_Exercise_
How many lines in these records hold the string "Your"? Reply with the number alone.

──────

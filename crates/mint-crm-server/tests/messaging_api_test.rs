// Copyright (C) 2025 MINT CRM contributors
// SPDX-License-Identifier: AGPL-3.0-or-later
//! Email, SMS and notification endpoints against recording transports.

#[macro_use]
mod common;

use axum::http::StatusCode;
use serde_json::json;

use common::TestApp;
use mint_crm_core::models::UserRole;

#[tokio::test]
async fn test_send_email_records_and_delivers() {
    skip_if_no_db!();
    let app = TestApp::new().await;
    let agent = app.user(UserRole::Agent, "").await;
    let token = app.token(&agent);

    let (status, email) = app
        .post(
            "/api/emails/send_email/",
            &token,
            json!({
                "to_emails": "client@example.com",
                "subject": "Your invoice",
                "text_content": "Attached.",
            }),
        )
        .await;
    assert_eq!(status, StatusCode::CREATED, "{email}");
    assert_eq!(email["status"], "sent");
    assert_eq!(email["user_id"], agent.id);

    let sent = app.mailer.sent();
    assert!(
        sent.iter()
            .any(|m| m.subject == "Your invoice" && m.to == vec!["client@example.com".to_string()])
    );

    // The email belongs to its sender only.
    let other = app.user(UserRole::Agent, "").await;
    let (status, _) = app
        .get(&format!("/api/emails/{}/", email["id"]), &app.token(&other))
        .await;
    assert_eq!(status, StatusCode::NOT_FOUND);

    let (status, _) = app
        .post(&format!("/api/emails/{}/retry/", email["id"]), &token, json!({}))
        .await;
    assert_eq!(status, StatusCode::BAD_REQUEST);
}

#[tokio::test]
async fn test_send_email_requires_recipients() {
    skip_if_no_db!();
    let app = TestApp::new().await;
    let agent = app.user(UserRole::Agent, "").await;

    let (status, _) = app
        .post(
            "/api/emails/send_email/",
            &app.token(&agent),
            json!({ "subject": "Nobody" }),
        )
        .await;
    assert_eq!(status, StatusCode::BAD_REQUEST);
}

#[tokio::test]
async fn test_reply_threads_on_original() {
    skip_if_no_db!();
    let app = TestApp::new().await;
    let agent = app.user(UserRole::Agent, "").await;
    let token = app.token(&agent);

    let (_, original) = app
        .post(
            "/api/emails/send_email/",
            &token,
            json!({
                "to_emails": "client@example.com",
                "subject": "Renewal",
                "text_content": "Time to renew.",
            }),
        )
        .await;

    let (status, reply) = app
        .post(
            &format!("/api/emails/{}/reply/", original["id"]),
            &token,
            json!({ "content": "Following up." }),
        )
        .await;
    assert_eq!(status, StatusCode::CREATED, "{reply}");
    assert_eq!(reply["subject"], "Re: Renewal");
    assert_eq!(reply["reply_to"], original["message_id"]);
}

async fn sent_email(app: &TestApp, token: &str, subject: &str) -> serde_json::Value {
    let (status, email) = app
        .post(
            "/api/emails/send_email/",
            token,
            json!({
                "to_emails": "client@example.com",
                "subject": subject,
                "text_content": "Order 1142 arrived damaged.",
            }),
        )
        .await;
    assert_eq!(status, StatusCode::CREATED, "{email}");
    email
}

#[tokio::test]
async fn test_forward_quotes_original() {
    skip_if_no_db!();
    let app = TestApp::new().await;
    let agent = app.user(UserRole::Agent, "").await;
    let token = app.token(&agent);
    let original = sent_email(&app, &token, "Damaged parcel").await;
    let uri = format!("/api/emails/{}/forward/", original["id"]);

    let (status, body) = app.post(&uri, &token, json!({ "message": "FYI" })).await;
    assert_eq!(status, StatusCode::BAD_REQUEST);
    assert_eq!(body["error"], "to_email is required");

    let (status, forwarded) = app
        .post(&uri, &token, json!({ "to_email": "warehouse@example.com", "message": "FYI" }))
        .await;
    assert_eq!(status, StatusCode::CREATED, "{forwarded}");
    assert_eq!(forwarded["subject"], "Fwd: Damaged parcel");
    assert_eq!(forwarded["to_emails"], "warehouse@example.com");
    let text = forwarded["text_content"].as_str().unwrap();
    assert!(text.starts_with("FYI\n\n---------- Forwarded message ----------"), "{text}");
    assert!(text.ends_with("Order 1142 arrived damaged."), "{text}");
    assert!(
        app.mailer
            .sent()
            .iter()
            .any(|m| m.to == vec!["warehouse@example.com".to_string()])
    );
}

#[tokio::test]
async fn test_create_case_from_email() {
    skip_if_no_db!();
    let app = TestApp::new().await;
    let agent = app.user(UserRole::Agent, "").await;
    let token = app.token(&agent);
    let email = sent_email(&app, &token, "Damaged parcel").await;
    let uri = format!("/api/emails/{}/create_case/", email["id"]);

    let (status, body) = app.post(&uri, &token, json!({})).await;
    assert_eq!(status, StatusCode::BAD_REQUEST);
    assert_eq!(body["error"], "customer_id is required");

    let (status, contact) = app
        .post(
            "/api/contacts/",
            &token,
            json!({
                "first_name": "Selam",
                "last_name": "Girma",
                "email": common::unique_email("email-case"),
            }),
        )
        .await;
    assert_eq!(status, StatusCode::CREATED, "{contact}");

    let (status, body) = app
        .post(&uri, &token, json!({ "customer_id": contact["id"], "priority": "high" }))
        .await;
    assert_eq!(status, StatusCode::CREATED, "{body}");
    assert_eq!(body["case"]["title"], "Damaged parcel");
    assert_eq!(body["case"]["source"], "email");
    assert_eq!(body["case"]["priority"], "high");
    assert_eq!(body["case"]["customer_id"], contact["id"]);
    assert_eq!(body["email"]["case_id"], body["case"]["id"]);
    assert!(body["message"].as_str().unwrap().starts_with("Case CASE-"));
}

#[tokio::test]
async fn test_retry_stops_at_max_retries() {
    skip_if_no_db!();
    let app = TestApp::new().await;
    let agent = app.user(UserRole::Agent, "").await;
    let token = app.token(&agent);
    let email = sent_email(&app, &token, "Flaky relay").await;
    let id = email["id"].as_i64().unwrap();
    let uri = format!("/api/emails/{id}/retry/");

    sqlx::query("UPDATE emails SET status = 'failed', retry_count = max_retries - 1 WHERE id = $1")
        .bind(id)
        .execute(app.pool())
        .await
        .unwrap();
    let (status, body) = app.post(&uri, &token, json!({})).await;
    assert_eq!(status, StatusCode::OK, "{body}");
    assert_eq!(body["status"], "sent");

    sqlx::query("UPDATE emails SET status = 'failed', retry_count = max_retries WHERE id = $1")
        .bind(id)
        .execute(app.pool())
        .await
        .unwrap();
    let (status, body) = app.post(&uri, &token, json!({})).await;
    assert_eq!(status, StatusCode::BAD_REQUEST);
    assert_eq!(body["error"], "Email cannot be retried");
}

#[tokio::test]
async fn test_send_sms_normalises_number() {
    skip_if_no_db!();
    let app = TestApp::new().await;
    let agent = app.user(UserRole::Agent, "").await;

    let (status, sms) = app
        .post(
            "/api/sms/send_sms/",
            &app.token(&agent),
            json!({ "to_number": "251922334455", "message": "Your order shipped" }),
        )
        .await;
    assert_eq!(status, StatusCode::CREATED, "{sms}");
    assert_eq!(sms["status"], "sent");

    let sent = app.gateway.sent();
    assert!(
        sent.iter()
            .any(|s| s.phone == "0922334455" && s.message == "Your order shipped")
    );
}

#[tokio::test]
async fn test_bulk_sms_counts_missing_phones() {
    skip_if_no_db!();
    let app = TestApp::new().await;
    let agent = app.user(UserRole::Agent, "").await;
    let with_phone = app.user(UserRole::Customer, "0911111111").await;
    let without_phone = app.user(UserRole::Customer, "").await;

    let (status, body) = app
        .post(
            "/api/sms/send_bulk/",
            &app.token(&agent),
            json!({
                "user_ids": [with_phone.id, without_phone.id],
                "message": "Service window tonight",
            }),
        )
        .await;
    assert_eq!(status, StatusCode::OK, "{body}");
    assert_eq!(body["total"], 2);
    assert_eq!(body["sent"], 1);
    assert_eq!(body["no_phone"], 1);
}

#[tokio::test]
async fn test_sms_templates_are_manager_only() {
    skip_if_no_db!();
    let app = TestApp::new().await;
    let agent = app.user(UserRole::Agent, "").await;
    let manager = app.user(UserRole::Manager, "").await;

    let (status, _) = app.get("/api/sms-templates/", &app.token(&agent)).await;
    assert_eq!(status, StatusCode::FORBIDDEN);
    let (status, _) = app.get("/api/sms-templates/", &app.token(&manager)).await;
    assert_eq!(status, StatusCode::OK);
}

#[tokio::test]
async fn test_sms_config_verify_reports_missing_credentials() {
    skip_if_no_db!();
    let app = TestApp::new().await;
    let agent = app.user(UserRole::Agent, "").await;
    let token = app.token(&agent);

    let (status, config) = app
        .post(
            "/api/sms-configs/",
            &token,
            json!({ "provider": "twilio", "account_sid": "AC123" }),
        )
        .await;
    assert_eq!(status, StatusCode::CREATED, "{config}");
    assert!(config.get("auth_token").is_none());

    let (status, body) = app
        .post(&format!("/api/sms-configs/{}/verify/", config["id"]), &token, json!({}))
        .await;
    assert_eq!(status, StatusCode::BAD_REQUEST);
    assert!(body["error"].as_str().unwrap().contains("auth_token"));
}

#[tokio::test]
async fn test_assignment_creates_unread_notification() {
    skip_if_no_db!();
    let app = TestApp::new().await;
    let manager = app.user(UserRole::Manager, "").await;
    let assignee = app.user(UserRole::Agent, "").await;
    let token = app.token(&manager);
    let assignee_token = app.token(&assignee);

    let (_, contact) = app
        .post(
            "/api/contacts/",
            &token,
            json!({
                "first_name": "Hana",
                "last_name": "Girma",
                "email": common::unique_email("hana"),
            }),
        )
        .await;
    let (_, case) = app
        .post(
            "/api/cases/",
            &token,
            json!({ "title": "Broken export", "customer_id": contact["id"] }),
        )
        .await;
    let (status, _) = app
        .post(
            &format!("/api/cases/{}/assign/", case["id"]),
            &token,
            json!({ "assigned_to": assignee.id }),
        )
        .await;
    assert_eq!(status, StatusCode::OK);

    let (_, count) = app
        .get("/api/notifications/unread_count/", &assignee_token)
        .await;
    assert_eq!(count["unread_count"], 1);

    let (status, body) = app
        .post("/api/notifications/mark_all_read/", &assignee_token, json!({}))
        .await;
    assert_eq!(status, StatusCode::OK);
    assert_eq!(body["updated"], 1);

    let (_, count) = app
        .get("/api/notifications/unread_count/", &assignee_token)
        .await;
    assert_eq!(count["unread_count"], 0);
}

──────

_Written answer_
4